LGS is clinical condition with many different underlying etiologies, ranging from genetic causes to structural, infective, and unknown causes. Various co-morbidities are associated, from cognitive to motor impairment. The available therapies are mainly symptomatic, aimed at controlling seizures and psychiatric co-morbidities, and do not impact significantly on the natural history of the disease. Nevertheless, seizure control represents a major challenge, and an effective control can favorably impact on the quality of life. Most of the available AEDs are applied in co-treatment in LGS, and novel drugs are re-directed towards LGS, Rufinamide being one of the latest. Both in randomized controlled trials and open-label studies, Rufinamide have proven to be particularly effective in reducing tonic-atonic seizures, and broadly, seizures associated with falls in LGS. RFN shows an overall very favorable profile of safety and tolerability, with mostly mild side effects, and a good interaction profile with other AEDs. These features have gained RFN a place in the recommended second-line adjunctive AEDs in LGS. However, pediatric population carries several peculiarities in terms of pharmacokinetics and response to therapy compared to adults. Therapeutic drug monitoring is recommended when initiating RFN therapy, taking into account a non-linear pharmacokinetics and the individual differences, in order to identify the efficacious and tolerable range for this promising drug.
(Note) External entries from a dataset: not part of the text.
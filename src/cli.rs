// This Source Code Form is subject to the terms of the Mozilla Public
// License, v. 2.0. If a copy of the MPL was not distributed with this
// file, You can obtain one at https://mozilla.org/MPL/2.0/.

use {
    anyhow::{anyhow, Context, Result},
    clap::{Arg, ArgMatches, Command},
    glob::Pattern,
    log::{info, warn},
    std::path::PathBuf,
};

use crate::{
    audit::analyze_wheel,
    elf::{ElfFile, Libc},
    error::AuditError,
    logging,
    patcher::{ElfPatcher, NoopPatcher, Patchelf},
    policy::{default_musl_policy, PolicySet},
    repair::{execute_repair, plan_repair, RepairOptions},
    resolver::Resolver,
    show,
    wheel::UnpackedWheel,
};

const ABOUT: &str = "\
# About

`lwa` audits Linux wheels containing pre-compiled native extensions
for conformance with a platform ABI policy (the manylinux and
musllinux tags), and repairs wheels that reach beyond a policy by
grafting the offending shared libraries into the archive and rewriting
the binaries to load the bundled copies.
";

pub fn run() -> Result<i32> {
    let app = Command::new("linux-wheel-auditor")
        .version(env!("CARGO_PKG_VERSION"))
        .about("Audit and repair Linux wheels for platform ABI conformance")
        .long_about(ABOUT)
        .arg_required_else_help(true)
        .arg(
            Arg::new("verbose")
                .short('v')
                .long("verbose")
                .multiple_occurrences(true)
                .global(true)
                .help("Increase logging verbosity"),
        );

    let app = app.subcommand(
        Command::new("show")
            .about("Audit a wheel for external shared library dependencies")
            .arg(
                Arg::new("wheel_file")
                    .required(true)
                    .takes_value(true)
                    .help("Path to wheel file"),
            )
            .arg(
                Arg::new("exclude")
                    .long("exclude")
                    .takes_value(true)
                    .multiple_occurrences(true)
                    .help("Exclude sonames matching this glob pattern from the analysis"),
            )
            .arg(
                Arg::new("no_rpath_chain")
                    .long("no-rpath-chain")
                    .help("Do not search parent DT_RPATH entries when resolving libraries"),
            )
            .arg(
                Arg::new("policy_file")
                    .long("policy-file")
                    .takes_value(true)
                    .help("Path to an alternate policy table (JSON)"),
            ),
    );

    let app = app.subcommand(
        Command::new("repair")
            .about("Vendor external shared libraries into a wheel")
            .arg(
                Arg::new("wheel_file")
                    .required(true)
                    .takes_value(true)
                    .help("Path to wheel file"),
            )
            .arg(
                Arg::new("plat")
                    .long("plat")
                    .takes_value(true)
                    .env("AUDITWHEEL_PLAT")
                    .help("Platform policy to repair the wheel to"),
            )
            .arg(
                Arg::new("wheel_dir")
                    .short('w')
                    .long("wheel-dir")
                    .takes_value(true)
                    .default_value("wheelhouse")
                    .help("Directory to write the repaired wheel into"),
            )
            .arg(
                Arg::new("lib_sdir")
                    .short('L')
                    .long("lib-sdir")
                    .takes_value(true)
                    .default_value(".libs")
                    .help("Suffix of the vendored library directory"),
            )
            .arg(
                Arg::new("exclude")
                    .long("exclude")
                    .takes_value(true)
                    .multiple_occurrences(true)
                    .help("Exclude sonames matching this glob pattern from grafting"),
            )
            .arg(
                Arg::new("only_plat")
                    .long("only-plat")
                    .help("Tag with the target policy only, omitting legacy aliases"),
            )
            .arg(
                Arg::new("strip")
                    .long("strip")
                    .help("Strip debug symbols from grafted libraries"),
            )
            .arg(
                Arg::new("no_update_tags")
                    .long("no-update-tags")
                    .help("Leave the wheel file name and WHEEL metadata tags unchanged"),
            )
            .arg(
                Arg::new("no_rpath_chain")
                    .long("no-rpath-chain")
                    .help("Do not search parent DT_RPATH entries when resolving libraries"),
            )
            .arg(
                Arg::new("policy_file")
                    .long("policy-file")
                    .takes_value(true)
                    .help("Path to an alternate policy table (JSON)"),
            ),
    );

    let matches = app.get_matches();
    logging::install(matches.occurrences_of("verbose"));

    match matches.subcommand() {
        Some(("show", args)) => command_show(args),
        Some(("repair", args)) => command_repair(args),
        _ => Err(anyhow!("invalid subcommand")),
    }
}

fn parse_excludes(args: &ArgMatches) -> Result<Vec<Pattern>> {
    args.values_of("exclude")
        .into_iter()
        .flatten()
        .map(|raw| Pattern::new(raw).with_context(|| format!("invalid exclude pattern {}", raw)))
        .collect()
}

fn build_resolver(args: &ArgMatches) -> Resolver {
    Resolver::host()
        .with_rpath_chain(!args.is_present("no_rpath_chain"))
        .with_ld_library_path(std::env::var("LD_LIBRARY_PATH").ok())
}

/// Probe the wheel's binaries for the architecture and libc flavor the
/// policy table must match. `None` means no parseable ELF was found.
fn wheel_platform(
    wheel: &UnpackedWheel,
) -> Result<Option<(crate::arch::Architecture, Option<Libc>)>> {
    for rel in wheel.elf_files()? {
        match ElfFile::open(&wheel.root().join(&rel)) {
            Ok(elf) => match elf.arch() {
                Ok(arch) => return Ok(Some((arch, elf.libc))),
                Err(e) => return Err(e.into()),
            },
            Err(e) => warn!("skipping {}: {}", rel.display(), e),
        }
    }

    Ok(None)
}

fn load_policies(
    args: &ArgMatches,
    wheel: &UnpackedWheel,
    resolver: &Resolver,
) -> Result<Option<(PolicySet, Option<Libc>)>> {
    let (arch, libc) = match wheel_platform(wheel)? {
        Some(platform) => platform,
        None => return Ok(None),
    };

    let libc_flavor = libc.unwrap_or_else(crate::resolver::system_libc);

    let musl_policy = if libc_flavor == Libc::Musl {
        wheel
            .elf_files()?
            .first()
            .and_then(|rel| ElfFile::open(&wheel.root().join(rel)).ok())
            .and_then(|elf| resolver.detect_host_libc(&elf))
            .and_then(|host| host.version)
            .and_then(|version| default_musl_policy(&version))
    } else {
        None
    };

    let policies = match args.value_of("policy_file") {
        Some(path) => {
            let text = std::fs::read_to_string(path)
                .with_context(|| format!("reading policy file {}", path))?;
            PolicySet::from_json(&text, libc_flavor, arch, musl_policy.as_deref())?
        }
        None => PolicySet::load_default(libc_flavor, arch, musl_policy.as_deref())?,
    };

    Ok(Some((policies, libc)))
}

fn command_show(args: &ArgMatches) -> Result<i32> {
    let wheel_path = PathBuf::from(args.value_of("wheel_file").unwrap());
    if !wheel_path.is_file() {
        return Err(anyhow!("cannot access {}: no such file", wheel_path.display()));
    }
    let basename = wheel_path.file_name().unwrap().to_string_lossy().into_owned();

    let wheel = UnpackedWheel::unpack(&wheel_path)?;
    let resolver = build_resolver(args);
    let exclude = parse_excludes(args)?;

    let (policies, _) = match load_policies(args, &wheel, &resolver)? {
        Some(loaded) => loaded,
        None => {
            println!("{}", show::non_platform_wheel_message(&basename));
            return Ok(1);
        }
    };

    let report = match analyze_wheel(&wheel, &policies, &resolver, &exclude, true) {
        Ok(report) => report,
        Err(AuditError::NonPlatformWheel) => {
            println!("{}", show::non_platform_wheel_message(&basename));
            return Ok(1);
        }
        Err(e) => return Err(map_audit_error(e)),
    };

    print!("{}", show::render_report(&basename, &report, &policies));

    // A wheel satisfying only the permissive default is not installable
    // under any portable tag.
    if report.overall_policy.is_default_linux() {
        Ok(1)
    } else {
        Ok(0)
    }
}

fn command_repair(args: &ArgMatches) -> Result<i32> {
    let wheel_path = PathBuf::from(args.value_of("wheel_file").unwrap());
    if !wheel_path.is_file() {
        return Err(anyhow!("cannot access {}: no such file", wheel_path.display()));
    }
    let basename = wheel_path.file_name().unwrap().to_string_lossy().into_owned();

    let mut wheel = UnpackedWheel::unpack(&wheel_path)?;
    let resolver = build_resolver(args);
    let exclude = parse_excludes(args)?;

    let (policies, _) = match load_policies(args, &wheel, &resolver)? {
        Some(loaded) => loaded,
        None => {
            info!("{}", show::non_platform_wheel_message(&basename));
            info!("nothing to repair");
            return Ok(0);
        }
    };

    let report = match analyze_wheel(&wheel, &policies, &resolver, &exclude, false) {
        Ok(report) => report,
        Err(AuditError::NonPlatformWheel) => {
            info!("{}", show::non_platform_wheel_message(&basename));
            info!("nothing to repair");
            return Ok(0);
        }
        Err(e) if is_infeasible(&e) => {
            log::error!("cannot repair {}: {}", basename, e);
            return Ok(1);
        }
        Err(e) => return Err(map_audit_error(e)),
    };

    let target = match args.value_of("plat") {
        Some(name) => policies.find(name).map_err(map_audit_error)?.clone(),
        None => report.overall_policy.clone(),
    };

    let options = RepairOptions {
        lib_sdir: args.value_of("lib_sdir").unwrap().to_string(),
        out_dir: PathBuf::from(args.value_of("wheel_dir").unwrap()),
        update_tags: !args.is_present("no_update_tags"),
        only_plat: args.is_present("only_plat"),
        strip: args.is_present("strip"),
    };

    let plan = match plan_repair(&wheel, &report, &target, &options) {
        Ok(plan) => plan,
        Err(e) if is_infeasible(&e) => {
            log::error!("cannot repair {}: {}", basename, e);
            return Ok(1);
        }
        Err(e) => return Err(map_audit_error(e)),
    };

    let patchelf;
    let patcher: &dyn ElfPatcher = if plan.patches.is_empty() {
        &NoopPatcher
    } else {
        patchelf = Patchelf::new().map_err(map_audit_error)?;
        &patchelf
    };

    match execute_repair(&mut wheel, &plan, patcher, &options) {
        Ok(_) => Ok(0),
        Err(e) if is_infeasible(&e) => {
            log::error!("cannot repair {}: {}", basename, e);
            Ok(1)
        }
        Err(e) => Err(map_audit_error(e)),
    }
}

/// Errors meaning the wheel cannot be brought to the requested policy,
/// as opposed to usage or I/O failures.
fn is_infeasible(e: &AuditError) -> bool {
    matches!(
        e,
        AuditError::PolicyViolation { .. }
            | AuditError::BlacklistedSymbol { .. }
            | AuditError::SonameConflict { .. }
            | AuditError::Unresolved { .. }
            | AuditError::HeterogeneousArchive(_, _)
            | AuditError::PatcherFailed { .. }
            | AuditError::StripFailed { .. }
    )
}

fn map_audit_error(e: AuditError) -> anyhow::Error {
    anyhow::Error::new(e)
}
Future studies will clarify the place of RFN alongside the newest emerging AEDs in terms of timing of administration and co-medications.

The variability of etiologies in LGS is a challenge to evaluate the treatment efficacy in this syndrome. Therefore, further larger studies are needed to assess a correlation between etiology and drug response, in order to address a more precise and personalized approach to therapy and maximize the developmental potential and quality of life of the patients.


P.S. has received speaker fees and participated at advisory boards for Biomarin, Zogenyx, and GW Pharmaceuticals, and has received research funding from ENECTA srl, GW Pharmaceuticals, Kolfarma srl., and Eisai.  The authors report no other conflicts of interest in this work.